* **DATA SHOWN**

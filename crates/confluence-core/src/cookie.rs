//! Sync cookies
//!
//! A [`SyncCookie`] is a resumable position marker for one stream: the node
//! hosting the stream, the stream id, the monotonic generation/slot pair,
//! and the hash of the previous position-defining block. Callers supply
//! cookies to resume from a known position; syncers replace them with newer
//! cookies as updates arrive. The stream id of a cookie never changes after
//! creation.

use serde::{Deserialize, Serialize};

use crate::error::{SyncError, SyncResult};
use crate::stream_id::{NodeAddress, StreamId};

/// Resumable position marker for one stream.
#[derive(Debug, Clone, PartialEq, Eq, Serialize, Deserialize)]
pub struct SyncCookie {
    /// Address of the node hosting the stream.
    pub node_address: NodeAddress,
    /// The stream this cookie points into.
    pub stream_id: StreamId,
    /// Miniblock generation of the position.
    pub generation: u64,
    /// Slot within the generation.
    pub slot: u64,
    /// Hash of the previous position-defining block.
    pub prev_hash: [u8; 32],
}

impl SyncCookie {
    /// Cookie pointing at the start of a stream.
    pub fn start_of(node_address: NodeAddress, stream_id: StreamId) -> Self {
        Self {
            node_address,
            stream_id,
            generation: 0,
            slot: 0,
            prev_hash: [0u8; 32],
        }
    }

    /// Cookie advanced to a newer position within the same stream.
    pub fn advanced(&self, generation: u64, slot: u64, prev_hash: [u8; 32]) -> Self {
        Self {
            node_address: self.node_address,
            stream_id: self.stream_id,
            generation,
            slot,
            prev_hash,
        }
    }
}

/// Validate a caller-supplied cookie's structural well-formedness.
///
/// This is the only gate through which external cookies enter a sync
/// session. It checks shape, not position: whether the position is still
/// servable is for the owning backend to decide.
pub fn validate_cookie(cookie: &SyncCookie) -> SyncResult<()> {
    if cookie.stream_id.is_zero() {
        return Err(SyncError::InvalidArgument(
            "sync cookie has a zero stream id".into(),
        ));
    }
    if cookie.node_address.is_zero() {
        return Err(SyncError::InvalidArgument(
            "sync cookie has a zero node address".into(),
        ));
    }
    // A slot without a generation is a position that cannot exist.
    if cookie.generation == 0 && cookie.slot != 0 {
        return Err(SyncError::InvalidArgument(format!(
            "sync cookie for stream {} has slot {} in generation 0",
            cookie.stream_id.short_id(),
            cookie.slot
        )));
    }
    Ok(())
}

* **DIRECTIONS FOR THIS TASK**
Please transcribe the listing in its entirety, exactly.

* **EXERCISE SOLUTION**
filename crates/confluence-core/src/cookie.rs
//! Sync cookies
//!
//! A [`SyncCookie`] is a resumable position marker for one stream: the node
//! hosting the stream, the stream id, the monotonic generation/slot pair,
//! and the hash of the previous position-defining block. Callers supply
//! cookies to resume from a known position; syncers replace them with newer
//! cookies as updates arrive. The stream id of a cookie never changes after
//! creation.

use serde::{Deserialize, Serialize};

use crate::error::{SyncError, SyncResult};
use crate::stream_id::{NodeAddress, StreamId};

/// Resumable position marker for one stream.
#[derive(Debug, Clone, PartialEq, Eq, Serialize, Deserialize)]
pub struct SyncCookie {
    /// Address of the node hosting the stream.
    pub node_address: NodeAddress,
    /// The stream this cookie points into.
    pub stream_id: StreamId,
    /// Miniblock generation of the position.
    pub generation: u64,
    /// Slot within the generation.
    pub slot: u64,
    /// Hash of the previous position-defining block.
    pub prev_hash: [u8; 32],
}

impl SyncCookie {
    /// Cookie pointing at the start of a stream.
    pub fn start_of(node_address: NodeAddress, stream_id: StreamId) -> Self {
        Self {
            node_address,
            stream_id,
            generation: 0,
            slot: 0,
            prev_hash: [0u8; 32],
        }
    }

    /// Cookie advanced to a newer position within the same stream.
    pub fn advanced(&self, generation: u64, slot: u64, prev_hash: [u8; 32]) -> Self {
        Self {
            node_address: self.node_address,
            stream_id: self.stream_id,
            generation,
            slot,
            prev_hash,
        }
    }
}

/// Validate a caller-supplied cookie's structural well-formedness.
///
/// This is the only gate through which external cookies enter a sync
/// session. It checks shape, not position: whether the position is still
/// servable is for the owning backend to decide.
pub fn validate_cookie(cookie: &SyncCookie) -> SyncResult<()> {
    if cookie.stream_id.is_zero() {
        return Err(SyncError::InvalidArgument(
            "sync cookie has a zero stream id".into(),
        ));
    }
    if cookie.node_address.is_zero() {
        return Err(SyncError::InvalidArgument(
            "sync cookie has a zero node address".into(),
        ));
    }
    // A slot without a generation is a position that cannot exist.
    if cookie.generation == 0 && cookie.slot != 0 {
        return Err(SyncError::InvalidArgument(format!(
            "sync cookie for stream {} has slot {} in generation 0",
            cookie.stream_id.short_id(),
            cookie.slot
        )));
    }
    Ok(())
}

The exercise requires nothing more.